▶ _Problem to work on_:
Starting at the top of the entries, restate word for word each line up to and including the one with "load RDF files".

•••

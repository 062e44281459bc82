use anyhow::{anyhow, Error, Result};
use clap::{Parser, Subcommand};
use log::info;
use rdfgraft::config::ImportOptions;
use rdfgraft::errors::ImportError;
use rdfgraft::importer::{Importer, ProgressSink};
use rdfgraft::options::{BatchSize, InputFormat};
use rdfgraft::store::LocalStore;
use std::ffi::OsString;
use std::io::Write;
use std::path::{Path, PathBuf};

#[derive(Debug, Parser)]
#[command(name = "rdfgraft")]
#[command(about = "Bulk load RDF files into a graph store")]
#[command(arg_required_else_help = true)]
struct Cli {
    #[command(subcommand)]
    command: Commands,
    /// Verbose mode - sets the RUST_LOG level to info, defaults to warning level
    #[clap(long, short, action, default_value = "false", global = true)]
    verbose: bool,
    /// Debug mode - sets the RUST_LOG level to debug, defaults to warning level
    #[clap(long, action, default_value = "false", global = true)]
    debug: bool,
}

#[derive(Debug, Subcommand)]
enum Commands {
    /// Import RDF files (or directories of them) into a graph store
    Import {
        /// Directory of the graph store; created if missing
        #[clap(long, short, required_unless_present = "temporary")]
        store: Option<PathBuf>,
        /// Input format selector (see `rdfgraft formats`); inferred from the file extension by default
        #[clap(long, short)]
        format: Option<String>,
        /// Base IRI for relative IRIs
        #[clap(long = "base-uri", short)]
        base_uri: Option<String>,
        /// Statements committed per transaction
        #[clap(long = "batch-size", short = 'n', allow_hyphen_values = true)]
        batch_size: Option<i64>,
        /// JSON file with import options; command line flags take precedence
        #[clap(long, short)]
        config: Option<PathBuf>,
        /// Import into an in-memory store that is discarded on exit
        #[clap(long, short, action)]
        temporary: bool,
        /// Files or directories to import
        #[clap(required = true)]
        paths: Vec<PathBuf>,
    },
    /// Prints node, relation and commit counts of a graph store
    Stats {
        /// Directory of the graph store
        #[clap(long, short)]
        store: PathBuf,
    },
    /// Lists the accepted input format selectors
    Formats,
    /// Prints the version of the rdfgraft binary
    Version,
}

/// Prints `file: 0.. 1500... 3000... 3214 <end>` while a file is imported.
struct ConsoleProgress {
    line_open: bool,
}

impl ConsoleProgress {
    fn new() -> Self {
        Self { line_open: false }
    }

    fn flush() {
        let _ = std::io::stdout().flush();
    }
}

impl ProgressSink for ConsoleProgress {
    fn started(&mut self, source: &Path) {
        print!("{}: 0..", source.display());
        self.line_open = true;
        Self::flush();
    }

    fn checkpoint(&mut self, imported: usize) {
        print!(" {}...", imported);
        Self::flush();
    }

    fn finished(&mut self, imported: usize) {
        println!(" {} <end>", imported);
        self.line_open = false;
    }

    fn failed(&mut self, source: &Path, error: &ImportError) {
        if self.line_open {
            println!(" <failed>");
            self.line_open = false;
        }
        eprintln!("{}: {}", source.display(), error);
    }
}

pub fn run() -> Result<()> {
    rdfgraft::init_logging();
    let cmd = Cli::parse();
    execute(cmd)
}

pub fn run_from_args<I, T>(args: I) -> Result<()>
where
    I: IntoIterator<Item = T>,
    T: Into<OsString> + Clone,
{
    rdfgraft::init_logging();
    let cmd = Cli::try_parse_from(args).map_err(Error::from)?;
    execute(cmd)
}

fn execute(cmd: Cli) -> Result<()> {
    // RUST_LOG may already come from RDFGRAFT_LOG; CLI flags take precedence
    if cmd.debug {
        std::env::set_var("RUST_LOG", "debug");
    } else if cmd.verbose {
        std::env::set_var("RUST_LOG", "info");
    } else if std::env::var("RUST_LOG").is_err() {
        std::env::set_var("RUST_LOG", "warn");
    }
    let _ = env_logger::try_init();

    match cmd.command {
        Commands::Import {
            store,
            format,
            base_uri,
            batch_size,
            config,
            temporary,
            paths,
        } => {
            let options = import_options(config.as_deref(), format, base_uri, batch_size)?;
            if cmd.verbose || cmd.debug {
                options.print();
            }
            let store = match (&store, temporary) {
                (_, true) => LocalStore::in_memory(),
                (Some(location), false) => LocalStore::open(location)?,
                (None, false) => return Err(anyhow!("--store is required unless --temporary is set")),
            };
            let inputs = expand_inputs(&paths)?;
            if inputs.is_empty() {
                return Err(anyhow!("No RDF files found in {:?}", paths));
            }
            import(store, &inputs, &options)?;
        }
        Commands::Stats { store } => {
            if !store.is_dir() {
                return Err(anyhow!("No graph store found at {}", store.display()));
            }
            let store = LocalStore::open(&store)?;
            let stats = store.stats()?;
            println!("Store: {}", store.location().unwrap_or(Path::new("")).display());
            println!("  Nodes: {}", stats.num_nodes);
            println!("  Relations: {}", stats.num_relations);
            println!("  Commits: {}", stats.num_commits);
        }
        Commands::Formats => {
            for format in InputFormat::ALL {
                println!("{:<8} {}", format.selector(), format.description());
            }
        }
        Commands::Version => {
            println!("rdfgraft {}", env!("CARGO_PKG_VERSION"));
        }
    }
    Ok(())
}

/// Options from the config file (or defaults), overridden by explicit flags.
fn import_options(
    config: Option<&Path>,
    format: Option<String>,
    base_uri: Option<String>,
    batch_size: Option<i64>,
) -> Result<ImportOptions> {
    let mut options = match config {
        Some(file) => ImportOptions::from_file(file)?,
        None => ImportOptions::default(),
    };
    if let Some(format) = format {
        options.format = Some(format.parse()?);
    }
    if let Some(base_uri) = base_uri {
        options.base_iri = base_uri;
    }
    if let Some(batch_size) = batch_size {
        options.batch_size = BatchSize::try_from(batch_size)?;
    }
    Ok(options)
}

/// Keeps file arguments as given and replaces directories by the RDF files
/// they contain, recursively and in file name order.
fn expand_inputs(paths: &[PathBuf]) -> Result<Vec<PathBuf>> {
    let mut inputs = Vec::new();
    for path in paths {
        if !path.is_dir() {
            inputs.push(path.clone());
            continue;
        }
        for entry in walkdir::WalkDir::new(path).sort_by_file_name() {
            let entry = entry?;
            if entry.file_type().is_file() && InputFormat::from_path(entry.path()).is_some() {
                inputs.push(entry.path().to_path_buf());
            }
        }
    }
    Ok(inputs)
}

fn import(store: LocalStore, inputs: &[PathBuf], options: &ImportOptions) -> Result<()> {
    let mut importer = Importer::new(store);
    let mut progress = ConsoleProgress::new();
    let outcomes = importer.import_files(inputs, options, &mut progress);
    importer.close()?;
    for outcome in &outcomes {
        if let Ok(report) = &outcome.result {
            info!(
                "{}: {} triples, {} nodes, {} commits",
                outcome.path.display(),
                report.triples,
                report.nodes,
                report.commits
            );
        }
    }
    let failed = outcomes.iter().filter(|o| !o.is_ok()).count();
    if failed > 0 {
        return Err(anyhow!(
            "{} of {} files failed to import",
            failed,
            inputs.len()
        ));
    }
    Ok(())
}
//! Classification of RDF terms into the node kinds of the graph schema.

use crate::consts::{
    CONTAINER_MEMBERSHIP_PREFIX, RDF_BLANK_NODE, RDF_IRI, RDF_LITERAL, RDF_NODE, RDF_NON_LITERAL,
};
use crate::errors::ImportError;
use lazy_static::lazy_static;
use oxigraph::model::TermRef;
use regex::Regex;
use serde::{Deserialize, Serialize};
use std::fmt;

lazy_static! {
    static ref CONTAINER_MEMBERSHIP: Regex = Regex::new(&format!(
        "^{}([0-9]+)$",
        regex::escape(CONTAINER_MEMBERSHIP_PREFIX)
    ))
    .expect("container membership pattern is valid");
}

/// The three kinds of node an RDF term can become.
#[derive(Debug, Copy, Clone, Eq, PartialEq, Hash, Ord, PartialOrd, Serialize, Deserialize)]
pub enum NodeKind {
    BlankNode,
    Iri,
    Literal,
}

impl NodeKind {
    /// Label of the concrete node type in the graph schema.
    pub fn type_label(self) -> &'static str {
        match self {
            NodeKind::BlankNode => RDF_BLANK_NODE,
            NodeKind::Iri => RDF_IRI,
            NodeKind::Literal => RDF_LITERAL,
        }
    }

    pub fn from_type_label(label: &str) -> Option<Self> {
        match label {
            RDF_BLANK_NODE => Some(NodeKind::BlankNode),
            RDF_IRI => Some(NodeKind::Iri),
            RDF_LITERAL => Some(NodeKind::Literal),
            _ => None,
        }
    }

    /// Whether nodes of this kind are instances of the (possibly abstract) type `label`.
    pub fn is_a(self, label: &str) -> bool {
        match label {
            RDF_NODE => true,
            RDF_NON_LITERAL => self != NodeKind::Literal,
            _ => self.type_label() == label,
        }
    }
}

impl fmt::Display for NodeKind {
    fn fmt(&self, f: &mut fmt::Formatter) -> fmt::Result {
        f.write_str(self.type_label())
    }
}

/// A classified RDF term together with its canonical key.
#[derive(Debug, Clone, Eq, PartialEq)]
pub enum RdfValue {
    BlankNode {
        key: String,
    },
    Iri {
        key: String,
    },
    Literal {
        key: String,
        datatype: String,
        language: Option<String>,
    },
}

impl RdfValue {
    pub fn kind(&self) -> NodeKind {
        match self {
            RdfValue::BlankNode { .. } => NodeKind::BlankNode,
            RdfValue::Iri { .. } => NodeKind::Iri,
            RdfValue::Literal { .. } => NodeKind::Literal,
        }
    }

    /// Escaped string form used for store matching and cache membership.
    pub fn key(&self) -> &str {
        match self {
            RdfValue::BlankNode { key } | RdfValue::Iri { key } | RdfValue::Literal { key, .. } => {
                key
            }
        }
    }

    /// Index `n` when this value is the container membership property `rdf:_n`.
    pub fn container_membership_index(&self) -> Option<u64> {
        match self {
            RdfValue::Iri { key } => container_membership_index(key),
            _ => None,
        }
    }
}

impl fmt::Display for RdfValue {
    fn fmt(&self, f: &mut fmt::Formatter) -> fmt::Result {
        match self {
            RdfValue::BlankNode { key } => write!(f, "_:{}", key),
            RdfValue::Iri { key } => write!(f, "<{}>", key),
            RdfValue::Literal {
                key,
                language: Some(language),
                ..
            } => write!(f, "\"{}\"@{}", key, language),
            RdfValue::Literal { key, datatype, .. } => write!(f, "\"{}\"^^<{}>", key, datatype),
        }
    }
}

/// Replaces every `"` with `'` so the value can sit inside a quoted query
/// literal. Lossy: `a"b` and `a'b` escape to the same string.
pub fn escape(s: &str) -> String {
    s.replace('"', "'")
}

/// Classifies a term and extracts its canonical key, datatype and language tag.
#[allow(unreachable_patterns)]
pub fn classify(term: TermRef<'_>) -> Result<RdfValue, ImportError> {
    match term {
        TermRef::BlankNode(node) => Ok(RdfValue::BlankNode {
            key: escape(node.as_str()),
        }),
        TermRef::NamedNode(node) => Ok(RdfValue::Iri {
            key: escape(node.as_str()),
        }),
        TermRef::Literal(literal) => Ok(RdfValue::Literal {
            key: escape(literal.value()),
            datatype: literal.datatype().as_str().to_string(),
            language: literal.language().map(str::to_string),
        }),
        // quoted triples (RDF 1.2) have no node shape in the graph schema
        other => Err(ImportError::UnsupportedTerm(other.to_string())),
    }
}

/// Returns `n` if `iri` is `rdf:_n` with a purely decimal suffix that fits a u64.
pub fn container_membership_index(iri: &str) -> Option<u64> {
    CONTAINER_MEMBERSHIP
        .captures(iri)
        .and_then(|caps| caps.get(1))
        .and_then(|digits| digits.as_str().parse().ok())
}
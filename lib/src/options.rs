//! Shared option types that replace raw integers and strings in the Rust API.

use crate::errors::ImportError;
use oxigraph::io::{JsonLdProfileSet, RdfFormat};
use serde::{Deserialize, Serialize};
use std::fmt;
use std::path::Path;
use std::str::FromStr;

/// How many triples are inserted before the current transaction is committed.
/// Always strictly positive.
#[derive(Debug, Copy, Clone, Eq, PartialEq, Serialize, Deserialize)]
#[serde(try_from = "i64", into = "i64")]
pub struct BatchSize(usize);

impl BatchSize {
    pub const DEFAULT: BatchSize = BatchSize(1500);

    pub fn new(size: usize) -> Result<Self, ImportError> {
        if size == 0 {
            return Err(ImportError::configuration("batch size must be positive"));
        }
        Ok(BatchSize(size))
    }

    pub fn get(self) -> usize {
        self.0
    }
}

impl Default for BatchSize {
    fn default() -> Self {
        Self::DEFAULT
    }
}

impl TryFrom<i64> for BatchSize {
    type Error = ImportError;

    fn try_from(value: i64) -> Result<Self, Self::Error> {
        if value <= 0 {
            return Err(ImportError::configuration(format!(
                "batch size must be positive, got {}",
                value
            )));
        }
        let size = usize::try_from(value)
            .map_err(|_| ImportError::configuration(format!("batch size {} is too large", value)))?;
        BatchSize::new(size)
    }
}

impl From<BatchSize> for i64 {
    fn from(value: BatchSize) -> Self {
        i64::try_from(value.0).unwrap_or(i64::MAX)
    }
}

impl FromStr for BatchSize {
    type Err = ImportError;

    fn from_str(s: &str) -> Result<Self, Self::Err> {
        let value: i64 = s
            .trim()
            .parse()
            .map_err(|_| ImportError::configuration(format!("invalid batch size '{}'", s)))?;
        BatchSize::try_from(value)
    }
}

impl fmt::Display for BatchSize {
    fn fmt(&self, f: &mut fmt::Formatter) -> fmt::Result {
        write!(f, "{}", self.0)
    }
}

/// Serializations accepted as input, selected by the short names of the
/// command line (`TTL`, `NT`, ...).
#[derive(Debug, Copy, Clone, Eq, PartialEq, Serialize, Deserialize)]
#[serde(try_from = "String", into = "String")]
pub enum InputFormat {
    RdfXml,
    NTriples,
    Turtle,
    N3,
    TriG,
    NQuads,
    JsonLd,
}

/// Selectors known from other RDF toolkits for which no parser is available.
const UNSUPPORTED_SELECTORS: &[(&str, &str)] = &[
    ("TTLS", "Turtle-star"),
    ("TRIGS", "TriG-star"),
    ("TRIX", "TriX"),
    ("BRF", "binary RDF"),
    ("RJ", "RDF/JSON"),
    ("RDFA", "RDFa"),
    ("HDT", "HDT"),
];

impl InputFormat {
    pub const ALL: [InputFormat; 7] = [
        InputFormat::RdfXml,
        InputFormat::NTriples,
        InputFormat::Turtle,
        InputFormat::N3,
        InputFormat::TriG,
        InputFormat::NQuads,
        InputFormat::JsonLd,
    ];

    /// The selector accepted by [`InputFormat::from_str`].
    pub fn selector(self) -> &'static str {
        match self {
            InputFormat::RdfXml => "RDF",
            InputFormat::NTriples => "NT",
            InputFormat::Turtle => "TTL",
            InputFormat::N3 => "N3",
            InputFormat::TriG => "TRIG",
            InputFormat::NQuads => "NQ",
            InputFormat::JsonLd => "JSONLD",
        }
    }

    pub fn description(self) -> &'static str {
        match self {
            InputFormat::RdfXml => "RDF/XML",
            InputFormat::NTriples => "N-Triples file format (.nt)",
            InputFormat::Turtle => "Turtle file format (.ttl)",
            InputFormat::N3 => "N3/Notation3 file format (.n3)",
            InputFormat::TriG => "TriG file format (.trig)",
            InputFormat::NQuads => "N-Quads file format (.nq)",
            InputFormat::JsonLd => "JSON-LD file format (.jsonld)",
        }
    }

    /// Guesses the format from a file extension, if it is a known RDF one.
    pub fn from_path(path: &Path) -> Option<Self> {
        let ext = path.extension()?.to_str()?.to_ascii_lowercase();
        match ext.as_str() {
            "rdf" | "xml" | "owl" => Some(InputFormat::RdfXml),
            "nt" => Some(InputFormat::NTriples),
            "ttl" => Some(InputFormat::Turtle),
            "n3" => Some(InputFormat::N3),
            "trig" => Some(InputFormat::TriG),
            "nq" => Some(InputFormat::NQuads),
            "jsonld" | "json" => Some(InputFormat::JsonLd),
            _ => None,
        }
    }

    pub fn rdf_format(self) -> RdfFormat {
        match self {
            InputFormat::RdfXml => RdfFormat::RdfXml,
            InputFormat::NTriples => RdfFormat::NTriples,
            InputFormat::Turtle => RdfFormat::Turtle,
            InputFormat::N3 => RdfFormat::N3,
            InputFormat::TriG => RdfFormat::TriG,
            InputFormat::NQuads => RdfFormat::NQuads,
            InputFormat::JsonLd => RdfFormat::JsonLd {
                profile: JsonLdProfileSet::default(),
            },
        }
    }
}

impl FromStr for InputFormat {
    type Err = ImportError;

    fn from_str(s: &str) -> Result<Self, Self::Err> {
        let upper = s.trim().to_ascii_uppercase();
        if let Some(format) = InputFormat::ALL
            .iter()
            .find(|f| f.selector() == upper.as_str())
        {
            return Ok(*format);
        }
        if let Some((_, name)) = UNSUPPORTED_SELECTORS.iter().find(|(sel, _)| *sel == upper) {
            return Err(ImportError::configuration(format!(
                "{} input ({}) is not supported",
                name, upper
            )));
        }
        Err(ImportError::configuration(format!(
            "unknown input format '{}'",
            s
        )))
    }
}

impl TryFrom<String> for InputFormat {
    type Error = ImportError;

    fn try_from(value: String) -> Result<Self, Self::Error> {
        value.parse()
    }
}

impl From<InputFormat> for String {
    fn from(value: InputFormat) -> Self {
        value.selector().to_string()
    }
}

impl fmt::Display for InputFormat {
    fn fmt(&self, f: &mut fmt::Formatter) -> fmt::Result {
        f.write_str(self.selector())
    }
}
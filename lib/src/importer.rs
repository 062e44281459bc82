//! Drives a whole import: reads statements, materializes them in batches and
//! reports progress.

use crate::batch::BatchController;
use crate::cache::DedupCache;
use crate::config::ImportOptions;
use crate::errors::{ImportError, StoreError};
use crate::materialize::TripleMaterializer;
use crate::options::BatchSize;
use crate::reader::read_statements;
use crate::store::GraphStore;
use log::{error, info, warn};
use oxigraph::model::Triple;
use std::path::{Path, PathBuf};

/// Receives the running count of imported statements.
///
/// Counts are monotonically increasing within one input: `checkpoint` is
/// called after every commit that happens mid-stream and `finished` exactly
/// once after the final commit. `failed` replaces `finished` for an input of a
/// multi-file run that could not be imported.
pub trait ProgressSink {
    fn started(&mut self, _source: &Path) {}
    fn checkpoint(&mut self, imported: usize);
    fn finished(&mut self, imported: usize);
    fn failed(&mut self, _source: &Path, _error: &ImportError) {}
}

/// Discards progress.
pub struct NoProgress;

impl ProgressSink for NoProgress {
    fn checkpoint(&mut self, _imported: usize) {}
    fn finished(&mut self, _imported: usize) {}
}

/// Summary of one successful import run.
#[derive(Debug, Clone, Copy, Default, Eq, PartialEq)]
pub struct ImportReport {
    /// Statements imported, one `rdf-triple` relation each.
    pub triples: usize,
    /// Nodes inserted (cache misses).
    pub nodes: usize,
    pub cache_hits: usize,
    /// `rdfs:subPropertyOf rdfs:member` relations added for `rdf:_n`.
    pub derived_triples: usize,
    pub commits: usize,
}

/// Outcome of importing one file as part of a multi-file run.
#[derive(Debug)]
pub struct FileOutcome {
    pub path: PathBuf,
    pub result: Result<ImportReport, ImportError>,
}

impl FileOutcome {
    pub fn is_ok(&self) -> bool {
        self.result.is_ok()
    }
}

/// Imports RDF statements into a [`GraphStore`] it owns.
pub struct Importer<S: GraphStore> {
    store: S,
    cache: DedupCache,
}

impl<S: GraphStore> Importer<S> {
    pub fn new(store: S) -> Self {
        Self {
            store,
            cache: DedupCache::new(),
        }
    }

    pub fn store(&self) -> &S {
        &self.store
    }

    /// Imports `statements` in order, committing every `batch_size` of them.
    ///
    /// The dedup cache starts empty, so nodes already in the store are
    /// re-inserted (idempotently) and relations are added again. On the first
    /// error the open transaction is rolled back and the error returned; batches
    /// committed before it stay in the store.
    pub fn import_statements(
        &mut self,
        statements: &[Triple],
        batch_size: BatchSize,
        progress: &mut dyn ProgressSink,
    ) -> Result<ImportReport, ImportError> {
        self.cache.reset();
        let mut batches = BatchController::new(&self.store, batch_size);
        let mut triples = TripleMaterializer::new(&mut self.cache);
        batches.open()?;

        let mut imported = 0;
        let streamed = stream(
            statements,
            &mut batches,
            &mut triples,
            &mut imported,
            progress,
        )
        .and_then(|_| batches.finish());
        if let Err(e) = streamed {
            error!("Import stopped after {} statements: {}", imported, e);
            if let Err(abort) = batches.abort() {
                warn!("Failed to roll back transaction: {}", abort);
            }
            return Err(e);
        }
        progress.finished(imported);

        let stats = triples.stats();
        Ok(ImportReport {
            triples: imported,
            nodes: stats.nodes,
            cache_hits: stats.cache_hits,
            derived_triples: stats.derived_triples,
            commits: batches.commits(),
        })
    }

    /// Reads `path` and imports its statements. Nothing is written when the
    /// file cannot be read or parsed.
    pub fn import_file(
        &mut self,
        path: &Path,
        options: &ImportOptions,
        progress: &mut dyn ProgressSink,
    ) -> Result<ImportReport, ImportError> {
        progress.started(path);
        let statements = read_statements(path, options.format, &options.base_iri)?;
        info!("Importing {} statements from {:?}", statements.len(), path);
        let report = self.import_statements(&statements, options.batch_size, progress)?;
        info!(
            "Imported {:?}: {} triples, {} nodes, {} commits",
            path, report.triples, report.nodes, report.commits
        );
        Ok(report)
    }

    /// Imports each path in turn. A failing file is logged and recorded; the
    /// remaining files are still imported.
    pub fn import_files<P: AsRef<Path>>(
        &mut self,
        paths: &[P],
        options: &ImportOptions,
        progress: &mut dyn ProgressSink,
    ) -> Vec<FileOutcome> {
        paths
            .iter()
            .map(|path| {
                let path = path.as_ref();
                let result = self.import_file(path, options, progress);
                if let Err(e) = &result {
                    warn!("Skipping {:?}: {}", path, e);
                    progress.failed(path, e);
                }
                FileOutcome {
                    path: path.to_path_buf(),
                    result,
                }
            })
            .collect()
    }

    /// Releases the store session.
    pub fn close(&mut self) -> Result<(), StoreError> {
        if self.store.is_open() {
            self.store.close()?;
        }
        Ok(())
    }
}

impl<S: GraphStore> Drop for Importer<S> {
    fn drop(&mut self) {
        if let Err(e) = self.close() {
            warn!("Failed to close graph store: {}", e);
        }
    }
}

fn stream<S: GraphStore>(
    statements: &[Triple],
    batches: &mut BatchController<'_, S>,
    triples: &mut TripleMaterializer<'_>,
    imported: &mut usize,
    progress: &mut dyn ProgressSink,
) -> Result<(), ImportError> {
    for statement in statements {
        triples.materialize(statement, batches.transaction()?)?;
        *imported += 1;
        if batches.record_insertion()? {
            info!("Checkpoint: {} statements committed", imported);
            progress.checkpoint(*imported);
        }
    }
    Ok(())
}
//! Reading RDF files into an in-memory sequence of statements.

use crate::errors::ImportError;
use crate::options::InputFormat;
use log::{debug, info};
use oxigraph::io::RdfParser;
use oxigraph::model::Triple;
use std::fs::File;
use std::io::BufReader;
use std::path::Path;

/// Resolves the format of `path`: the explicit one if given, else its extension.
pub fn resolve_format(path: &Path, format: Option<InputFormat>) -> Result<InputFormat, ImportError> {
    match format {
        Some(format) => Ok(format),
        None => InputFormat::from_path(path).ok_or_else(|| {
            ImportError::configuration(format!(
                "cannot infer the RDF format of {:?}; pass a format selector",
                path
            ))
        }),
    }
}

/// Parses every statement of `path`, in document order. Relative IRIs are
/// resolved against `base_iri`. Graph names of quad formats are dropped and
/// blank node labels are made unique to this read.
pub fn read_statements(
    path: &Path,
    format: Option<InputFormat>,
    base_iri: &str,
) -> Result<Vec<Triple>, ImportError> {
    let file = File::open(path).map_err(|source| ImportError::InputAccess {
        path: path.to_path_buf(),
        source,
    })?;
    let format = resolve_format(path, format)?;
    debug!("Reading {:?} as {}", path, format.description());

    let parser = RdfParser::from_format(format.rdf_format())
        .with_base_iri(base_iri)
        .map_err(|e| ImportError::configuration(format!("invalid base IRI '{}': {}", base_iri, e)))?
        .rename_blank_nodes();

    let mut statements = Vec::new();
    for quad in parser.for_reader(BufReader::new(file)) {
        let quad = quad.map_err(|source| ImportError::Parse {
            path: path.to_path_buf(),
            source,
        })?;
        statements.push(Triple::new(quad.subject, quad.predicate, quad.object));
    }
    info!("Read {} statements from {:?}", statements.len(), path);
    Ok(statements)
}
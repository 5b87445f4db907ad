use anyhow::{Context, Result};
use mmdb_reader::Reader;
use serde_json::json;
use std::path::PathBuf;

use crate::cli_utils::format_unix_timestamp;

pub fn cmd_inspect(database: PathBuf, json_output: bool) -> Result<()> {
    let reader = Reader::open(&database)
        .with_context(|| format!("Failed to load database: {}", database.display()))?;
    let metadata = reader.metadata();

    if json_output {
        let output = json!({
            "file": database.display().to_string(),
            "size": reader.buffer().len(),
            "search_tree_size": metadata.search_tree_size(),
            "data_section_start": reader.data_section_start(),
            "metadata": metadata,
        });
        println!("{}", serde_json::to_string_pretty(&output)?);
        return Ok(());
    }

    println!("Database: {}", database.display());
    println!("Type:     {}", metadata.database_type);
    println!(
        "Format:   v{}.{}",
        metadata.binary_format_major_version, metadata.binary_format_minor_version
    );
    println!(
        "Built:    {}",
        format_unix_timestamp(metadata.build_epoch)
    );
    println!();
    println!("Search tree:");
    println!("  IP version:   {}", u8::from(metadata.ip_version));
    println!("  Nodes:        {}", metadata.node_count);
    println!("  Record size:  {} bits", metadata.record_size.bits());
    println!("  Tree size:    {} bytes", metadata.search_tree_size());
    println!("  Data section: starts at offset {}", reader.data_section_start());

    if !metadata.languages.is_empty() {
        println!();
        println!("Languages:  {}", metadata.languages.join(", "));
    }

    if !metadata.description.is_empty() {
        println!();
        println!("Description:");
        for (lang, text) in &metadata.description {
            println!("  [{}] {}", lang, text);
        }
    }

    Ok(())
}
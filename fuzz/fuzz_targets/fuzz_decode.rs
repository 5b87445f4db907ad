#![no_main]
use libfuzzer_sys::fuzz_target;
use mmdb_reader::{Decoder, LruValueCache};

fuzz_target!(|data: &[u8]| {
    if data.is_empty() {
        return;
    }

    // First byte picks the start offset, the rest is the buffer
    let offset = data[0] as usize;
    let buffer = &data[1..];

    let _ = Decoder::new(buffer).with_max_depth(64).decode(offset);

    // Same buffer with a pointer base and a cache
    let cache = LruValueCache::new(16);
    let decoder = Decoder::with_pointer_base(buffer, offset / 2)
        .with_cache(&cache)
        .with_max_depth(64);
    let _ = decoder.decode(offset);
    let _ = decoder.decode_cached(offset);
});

•••

▶ _Exercise answer_:
repository 062e44281459bc82
use anyhow::{anyhow, Error, Result};
use clap::{Parser, Subcommand};
use log::info;
use rdfgraft::config::ImportOptions;
use rdfgraft::errors::ImportError;
use rdfgraft::importer::{Importer, ProgressSink};
use rdfgraft::options::{BatchSize, InputFormat};
use rdfgraft::store::LocalStore;
use std::ffi::OsString;
use std::io::Write;
use std::path::{Path, PathBuf};

#[derive(Debug, Parser)]
#[command(name = "rdfgraft")]
#[command(about = "Bulk load RDF files into a graph store")]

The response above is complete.